Geographic Distribution
Distribute workloads across regions while maintaining service connectivity.
Workload Isolation
Isolate workloads in separate clusters while enabling controlled communication.
Hybrid Cloud
Connect on-premises clusters with cloud clusters for hybrid deployments.
Comparison with Alternatives
| Approach | Cilium Cluster Mesh | Submariner | VPN |
|---|---|---|---|
| Performance | High (eBPF) | Medium | Low |
| Transparency | Full | Partial | Limited |
| Policy Support | Native | Limited | None |
| Complexity | Medium | Low | Low |
| Overhead | Low | Medium | High |
Service Discovery
Cluster Mesh extends Kubernetes Service discovery across clusters:
apiVersion: v1
kind: Service
metadata:
name: global-service
annotations:
io.cilium/global-service: "true"
spec:
selector:
app: my-app
ports:
- port: 80
Services annotated with io.cilium/global-service: "true" are available across all clusters in the mesh.
Network Policies
Network policies can reference services in other clusters:
apiVersion: networking.k8s.io/v1
kind: NetworkPolicy
metadata:
name: allow-cross-cluster
spec:
podSelector:
matchLabels:
app: frontend
policyTypes:
- Egress
egress:
- to:
- namespaceSelector:
matchLabels:
io.cilium.k8s.policy.cluster: cluster2
- podSelector:
matchLabels:
app: backend
Operational Considerations
- Cluster Peering: Secure peering requires proper network connectivity between clusters.

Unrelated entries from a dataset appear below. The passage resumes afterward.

//! Per-post text metrics: characters, words, paragraphs, code blocks.
//!
//! The extraction pipeline strips the leading front matter block and all
//! blank lines, counts fenced code blocks, removes them, then measures the
//! remaining prose. Because blank lines are removed first, each surviving
//! line corresponds to one source paragraph.

use regex::Regex;
use std::{fs, path::Path, path::PathBuf, sync::LazyLock};
use thiserror::Error;

/// Leading front matter block: a `---` line, arbitrary content, a `---` line.
static FRONT_MATTER: LazyLock<Regex> =
    LazyLock::new(|| Regex::new(r"(?s)\A---\n.*?\n---").unwrap());

/// Blank or whitespace-only lines.
static BLANK_LINES: LazyLock<Regex> = LazyLock::new(|| Regex::new(r"(?m)^\s*[\r\n]").unwrap());

/// Fenced code block, for counting (matches empty fences too).
static CODE_BLOCKS: LazyLock<Regex> = LazyLock::new(|| Regex::new(r"(?s)```.*?```").unwrap());

/// Fenced code block, for removal (requires non-empty content).
static CODE_BLOCK_STRIP: LazyLock<Regex> = LazyLock::new(|| Regex::new(r"(?s)```.+?```").unwrap());

/// Errors produced while deriving metrics from a post file.
#[derive(Debug, Error)]
pub enum MetricsError {
    #[error("Failed to read `{path}`")]
    Read {
        path: PathBuf,
        #[source]
        source: std::io::Error,
    },
}

/// Prose metrics for a single post body.
#[derive(Debug, Clone, Copy, Default, PartialEq, Eq)]
pub struct PostMetrics {
    /// Characters in the processed body, including spaces and newlines.
    pub character_count: usize,
    /// Fenced code blocks found before removal.
    pub code_block_count: usize,
    /// Non-empty lines in the processed body.
    pub paragraph_count: usize,
    /// Whitespace-delimited tokens in the processed body.
    pub word_count: usize,
}

/// Read a post file and derive its metrics.
///
/// The caller decides how to handle a failed read; the aggregation pass
/// substitutes zeroed metrics so one unreadable file never aborts it.
pub fn read_metrics(path: &Path) -> Result<PostMetrics, MetricsError> {
    let content = fs::read_to_string(path).map_err(|source| MetricsError::Read {
        path: path.to_path_buf(),
        source,
    })?;
    Ok(extract_metrics(&content))
}

/// Derive metrics from a raw post body.
pub fn extract_metrics(content: &str) -> PostMetrics {
    let content = FRONT_MATTER.replace(content, "");
    let content = BLANK_LINES.replace_all(&content, "");

    let code_block_count = CODE_BLOCKS.find_iter(&content).count();
    let content = CODE_BLOCK_STRIP.replace_all(&content, "");

    PostMetrics {
        character_count: content.chars().count(),
        code_block_count,
        paragraph_count: content
            .lines()
            .filter(|line| !line.trim().is_empty())
            .count(),
        word_count: content.split_whitespace().count(),
    }
}
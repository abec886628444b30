//! SVG minification and social-preview rasterization.
//!
//! Social share images are authored as SVG and converted to JPEG by an
//! external rasterizer (ImageMagick by default), fed over stdin. The
//! SVG is re-serialized through usvg first to drop editor noise.

use anyhow::{Context, Result};
use rayon::prelude::*;
use std::{
    fs,
    io::Write,
    path::{Path, PathBuf},
};

use crate::{
    config::{SiteConfig, SocialConfig},
    exec_with_stdin, log,
};

/// Re-serialize SVG data with no indentation.
pub fn minify_svg(data: &[u8]) -> Result<Vec<u8>> {
    let opt = usvg::Options::default();
    let tree = usvg::Tree::from_data(data, &opt).context("Failed to parse SVG")?;

    let write_opt = usvg::WriteOptions {
        indent: usvg::Indent::None,
        ..Default::default()
    };
    Ok(tree.to_string(&write_opt).into_bytes())
}

/// Convert each `.svg` in the social-preview directory to `{stem}.jpeg`
/// through the configured rasterizer command.
///
/// A missing or empty directory is a notice, not an error.
pub fn rasterize_social_images(config: &SiteConfig) -> Result<()> {
    let social = &config.assets.social;

    let Ok(entries) = fs::read_dir(&social.source) else {
        log!("assets"; "No social images found");
        return Ok(());
    };

    let svgs: Vec<PathBuf> = entries
        .filter_map(|e| e.ok())
        .map(|e| e.path())
        .filter(|p| {
            p.extension()
                .is_some_and(|ext| ext.eq_ignore_ascii_case("svg"))
        })
        .collect();

    if svgs.is_empty() {
        log!("assets"; "No social images found");
        return Ok(());
    }

    svgs.par_iter()
        .try_for_each(|svg_path| rasterize_svg(svg_path, social))
}

fn rasterize_svg(svg_path: &Path, social: &SocialConfig) -> Result<()> {
    let data = fs::read(svg_path)
        .with_context(|| format!("Failed to read `{}`", svg_path.display()))?;
    let optimized = minify_svg(&data)
        .with_context(|| format!("Failed to optimize `{}`", svg_path.display()))?;

    let output = svg_path.with_extension("jpeg");
    if let Some(name) = output.file_name() {
        log!("assets"; "{}", name.to_string_lossy());
    }

    let mut proc = exec_with_stdin!(
        &social.command;
        "-background", social.background.as_str(),
        "-density", social.density.as_str(),
        "-", &output
    )?;
    if let Some(stdin) = proc.stdin() {
        stdin.write_all(&optimized)?;
    }
    proc.wait()
}

// ============================================================================
// Tests
// ============================================================================

#[cfg(test)]
mod tests {
    use super::*;
    use tempfile::TempDir;

    const SAMPLE_SVG: &str = r##"<svg xmlns="http://www.w3.org/2000/svg" width="100" height="50">
  <rect x="0" y="0" width="100" height="50" fill="#336699"/>
</svg>"##;

    #[test]
    fn test_minify_svg_drops_indentation() {
        let minified = minify_svg(SAMPLE_SVG.as_bytes()).unwrap();
        let text = String::from_utf8(minified).unwrap();
        assert!(!text.contains("\n  "));
        assert!(text.contains("<svg"));
    }

    #[test]
    fn test_minify_svg_rejects_garbage() {
        assert!(minify_svg(b"not an svg at all").is_err());
    }

    #[test]
    fn test_rasterize_missing_dir_is_soft() {
        let tmp = TempDir::new().unwrap();
        let mut config = SiteConfig::from_str("").unwrap();
        config.assets.social.source = tmp.path().join("does-not-exist");

        assert!(rasterize_social_images(&config).is_ok());
    }

    #[test]
    fn test_rasterize_empty_dir_is_soft() {
        let tmp = TempDir::new().unwrap();
        let mut config = SiteConfig::from_str("").unwrap();
        config.assets.social.source = tmp.path().to_path_buf();
        fs::write(tmp.path().join("readme.txt"), "no svgs here").unwrap();

        assert!(rasterize_social_images(&config).is_ok());
    }
}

- Latency: Cross-cluster communication adds network latency; consider geographic proximity.
- Bandwidth: Inter-cluster traffic consumes bandwidth; plan for capacity.

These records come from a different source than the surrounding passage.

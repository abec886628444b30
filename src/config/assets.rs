//! `[assets]` section configuration.
//!
//! Contains asset pipeline settings: responsive image cache, social preview
//! rasterization, and client script minification.

use super::defaults;
use educe::Educe;
use serde::{Deserialize, Serialize};
use std::path::PathBuf;

// ============================================================================
// Enums
// ============================================================================

/// Output format for cached image variants.
#[derive(Debug, Clone, Copy, PartialEq, Eq, Serialize, Deserialize)]
#[serde(rename_all = "lowercase")]
pub enum ImageFormat {
    /// AV1 still image, smallest output.
    Avif,
    /// Lossless WebP re-encode.
    Webp,
    /// Baseline JPEG, used as the fallback `src`.
    Jpeg,
}

impl ImageFormat {
    /// File extension without the leading dot.
    pub const fn extension(self) -> &'static str {
        match self {
            Self::Avif => "avif",
            Self::Webp => "webp",
            Self::Jpeg => "jpeg",
        }
    }

    /// MIME type for `<source type="...">` attributes.
    pub const fn mime_type(self) -> &'static str {
        match self {
            Self::Avif => "image/avif",
            Self::Webp => "image/webp",
            Self::Jpeg => "image/jpeg",
        }
    }
}

// ============================================================================
// Main AssetsConfig
// ============================================================================

/// `[assets]` section in inkstone.toml - asset pipeline configuration.
///
/// # Example
/// ```toml
/// [assets]
/// minify = true
///
/// [assets.images]
/// source = "src/assets/img"
/// widths = [320, 880, 1248]
///
/// [assets.social]
/// command = ["magick"]
/// ```
#[derive(Debug, Clone, Educe, Serialize, Deserialize)]
#[educe(Default)]
#[serde(default, deny_unknown_fields)]
pub struct AssetsConfig {
    /// Minify generated picture markup (removes whitespace).
    #[serde(default = "defaults::r#true")]
    #[educe(Default = true)]
    pub minify: bool,

    /// Responsive image cache settings.
    #[serde(default)]
    pub images: ImagesConfig,

    /// Social preview rasterization settings.
    #[serde(default)]
    pub social: SocialConfig,

    /// Client script minification settings.
    #[serde(default)]
    pub scripts: ScriptsConfig,
}

// ============================================================================
// Sub-configurations
// ============================================================================

/// `[assets.images]` section - responsive variant generation.
///
/// Every source image is resized to each width in `widths` (capped at
/// `max_width` and the source's own width) and re-encoded in each format
/// in `formats`. The JPEG variants back the `<img>` fallback.
#[derive(Debug, Clone, Educe, Serialize, Deserialize)]
#[educe(Default)]
#[serde(deny_unknown_fields)]
pub struct ImagesConfig {
    /// Directory scanned recursively for source images.
    #[serde(default = "defaults::assets::images::source")]
    #[educe(Default = defaults::assets::images::source())]
    pub source: PathBuf,

    /// Directory the resized variants are written to.
    #[serde(default = "defaults::assets::images::output")]
    #[educe(Default = defaults::assets::images::output())]
    pub output: PathBuf,

    /// URL prefix the variants are served under.
    #[serde(default = "defaults::assets::images::url_path")]
    #[educe(Default = defaults::assets::images::url_path())]
    pub url_path: String,

    /// Candidate widths in pixels, ascending.
    #[serde(default = "defaults::assets::images::widths")]
    #[educe(Default = defaults::assets::images::widths())]
    pub widths: Vec<u32>,

    /// Upper bound applied to `widths`.
    #[serde(default = "defaults::assets::images::max_width")]
    #[educe(Default = defaults::assets::images::max_width())]
    pub max_width: u32,

    /// Output formats, in `<source>` order.
    #[serde(default = "defaults::assets::images::formats")]
    #[educe(Default = defaults::assets::images::formats())]
    pub formats: Vec<ImageFormat>,

    /// Encoder quality, 1-100.
    #[serde(default = "defaults::assets::images::quality")]
    #[educe(Default = defaults::assets::images::quality())]
    pub quality: f32,

    /// AVIF encoder speed, 0 (slowest) to 10 (fastest).
    #[serde(default = "defaults::assets::images::speed")]
    #[educe(Default = defaults::assets::images::speed())]
    pub speed: u8,

    /// Value emitted in `sizes` attributes.
    #[serde(default = "defaults::assets::images::sizes")]
    #[educe(Default = defaults::assets::images::sizes())]
    pub sizes: String,
}

/// `[assets.social]` section - SVG social preview rasterization.
///
/// Each `.svg` in `source` is rendered to a sibling `.jpeg` by piping the
/// optimized SVG through the configured external command.
#[derive(Debug, Clone, Educe, Serialize, Deserialize)]
#[educe(Default)]
#[serde(deny_unknown_fields)]
pub struct SocialConfig {
    /// Directory containing the social preview SVGs.
    #[serde(default = "defaults::assets::social::source")]
    #[educe(Default = defaults::assets::social::source())]
    pub source: PathBuf,

    /// Rasterizer command and arguments.
    #[serde(default = "defaults::assets::social::command")]
    #[educe(Default = defaults::assets::social::command())]
    pub command: Vec<String>,

    /// Canvas background passed to the rasterizer.
    #[serde(default = "defaults::assets::social::background")]
    #[educe(Default = defaults::assets::social::background())]
    pub background: String,

    /// Render density (DPI) passed to the rasterizer.
    #[serde(default = "defaults::assets::social::density")]
    #[educe(Default = defaults::assets::social::density())]
    pub density: String,
}

/// `[assets.scripts]` section - client script minification.
#[derive(Debug, Clone, Educe, Serialize, Deserialize)]
#[educe(Default)]
#[serde(deny_unknown_fields)]
pub struct ScriptsConfig {
    /// Directory containing the `.js` files minified in place.
    #[serde(default = "defaults::assets::scripts::source")]
    #[educe(Default = defaults::assets::scripts::source())]
    pub source: PathBuf,
}

#[cfg(test)]
mod tests {
    use super::super::SiteConfig;
    use super::ImageFormat;
    use std::path::PathBuf;

    #[test]
    fn test_assets_config_defaults() {
        let config: SiteConfig = toml::from_str("").unwrap();

        assert!(config.assets.minify);
        assert_eq!(config.assets.images.source, PathBuf::from("src/assets/img"));
        assert_eq!(
            config.assets.images.output,
            PathBuf::from("_site/assets/img/cache")
        );
        assert_eq!(config.assets.images.url_path, "/assets/img/cache/");
        assert_eq!(
            config.assets.images.widths,
            vec![200, 320, 570, 880, 1024, 1248]
        );
        assert_eq!(config.assets.images.max_width, 1248);
        assert_eq!(
            config.assets.images.formats,
            vec![ImageFormat::Avif, ImageFormat::Webp, ImageFormat::Jpeg]
        );
        assert_eq!(config.assets.images.quality, 90.);
        assert_eq!(config.assets.images.speed, 4);
        assert_eq!(config.assets.images.sizes, "90vw");
    }

    #[test]
    fn test_social_config_defaults() {
        let config: SiteConfig = toml::from_str("").unwrap();

        assert_eq!(
            config.assets.social.source,
            PathBuf::from("_site/assets/img/social-preview")
        );
        assert_eq!(config.assets.social.command, vec!["magick"]);
        assert_eq!(config.assets.social.background, "none");
        assert_eq!(config.assets.social.density, "300");
        assert_eq!(
            config.assets.scripts.source,
            PathBuf::from("_site/assets/scripts/components")
        );
    }

    #[test]
    fn test_assets_config_custom() {
        let config = r#"
            [assets]
            minify = false

            [assets.images]
            source = "static/img"
            widths = [400, 800]
            max_width = 800
            formats = ["webp", "jpeg"]
            quality = 75.0
            speed = 8

            [assets.scripts]
            source = "static/js"
        "#;
        let config: SiteConfig = toml::from_str(config).unwrap();

        assert!(!config.assets.minify);
        assert_eq!(config.assets.images.source, PathBuf::from("static/img"));
        assert_eq!(config.assets.images.widths, vec![400, 800]);
        assert_eq!(
            config.assets.images.formats,
            vec![ImageFormat::Webp, ImageFormat::Jpeg]
        );
        assert_eq!(config.assets.images.quality, 75.);
        assert_eq!(config.assets.images.speed, 8);
        assert_eq!(config.assets.scripts.source, PathBuf::from("static/js"));
    }

    #[test]
    fn test_image_format_lowercase_names() {
        let config = r#"
            [assets.images]
            formats = ["AVIF"]
        "#;
        let result: Result<SiteConfig, _> = toml::from_str(config);

        // Format names are lowercase in config
        assert!(result.is_err());
    }

    #[test]
    fn test_image_format_extension() {
        assert_eq!(ImageFormat::Avif.extension(), "avif");
        assert_eq!(ImageFormat::Webp.extension(), "webp");
        assert_eq!(ImageFormat::Jpeg.extension(), "jpeg");
    }

    #[test]
    fn test_image_format_mime_type() {
        assert_eq!(ImageFormat::Avif.mime_type(), "image/avif");
        assert_eq!(ImageFormat::Webp.mime_type(), "image/webp");
        assert_eq!(ImageFormat::Jpeg.mime_type(), "image/jpeg");
    }

    #[test]
    fn test_social_command_with_args() {
        let config = r##"
            [assets.social]
            command = ["magick", "-colorspace", "sRGB"]
            background = "#ffffff"
            density = "150"
        "##;
        let config: SiteConfig = toml::from_str(config).unwrap();

        assert_eq!(
            config.assets.social.command,
            vec!["magick", "-colorspace", "sRGB"]
        );
        assert_eq!(config.assets.social.background, "#ffffff");
        assert_eq!(config.assets.social.density, "150");
    }

    #[test]
    fn test_assets_unknown_field_rejection() {
        let config = r#"
            [assets.images]
            lossless = true
        "#;
        let result: Result<SiteConfig, _> = toml::from_str(config);

        assert!(result.is_err());
    }
}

- Troubleshooting: Debugging cross-cluster issues requires understanding both clusters.
Common Patterns
- Active-Active: Run services in multiple clusters with automatic load balancing.
- Active-Passive: Primary cluster with standby cluster for failover.
- Regional Distribution: Deploy services in different regions with global service discovery.
- Workload Isolation: Isolate workloads while enabling controlled cross-cluster communication.
Limitations
- Cilium Requirement: Cluster Mesh only works with Cilium CNI.
- Network Requirements: Requires network connectivity between clusters.
- Latency: Cross-cluster communication adds latency compared to intra-cluster.
- Complexity: Multi-cluster setups are more complex than single-cluster.
Looking Ahead
Cilium Cluster Mesh would continue to evolve with:
- Performance Improvements: Continued eBPF optimizations for cross-cluster traffic.
- Policy Enhancements: More sophisticated cross-cluster policy capabilities.
- Service Mesh Integration: Enhanced service mesh features across clusters.
- Ecosystem Growth: More tools and integrations supporting Cluster Mesh.
Summary
| Aspect | Details |
|---|---|
| Release Date | April 25, 2023 |
| Key Innovations | eBPF-based multi-cluster networking, transparent service communication, cross-cluster policies |
| Significance | Demonstrated that multi-cluster networking could achieve single-cluster performance and transparency using eBPF |
Cilium Cluster Mesh proved that multi-cluster networking didn’t have to sacrifice performance or transparency. By extending eBPF-based networking across cluster boundaries, it provided seamless service communication and policy enforcement that made multiple clusters feel like a single logical cluster, setting a new standard for multi-cluster architectures.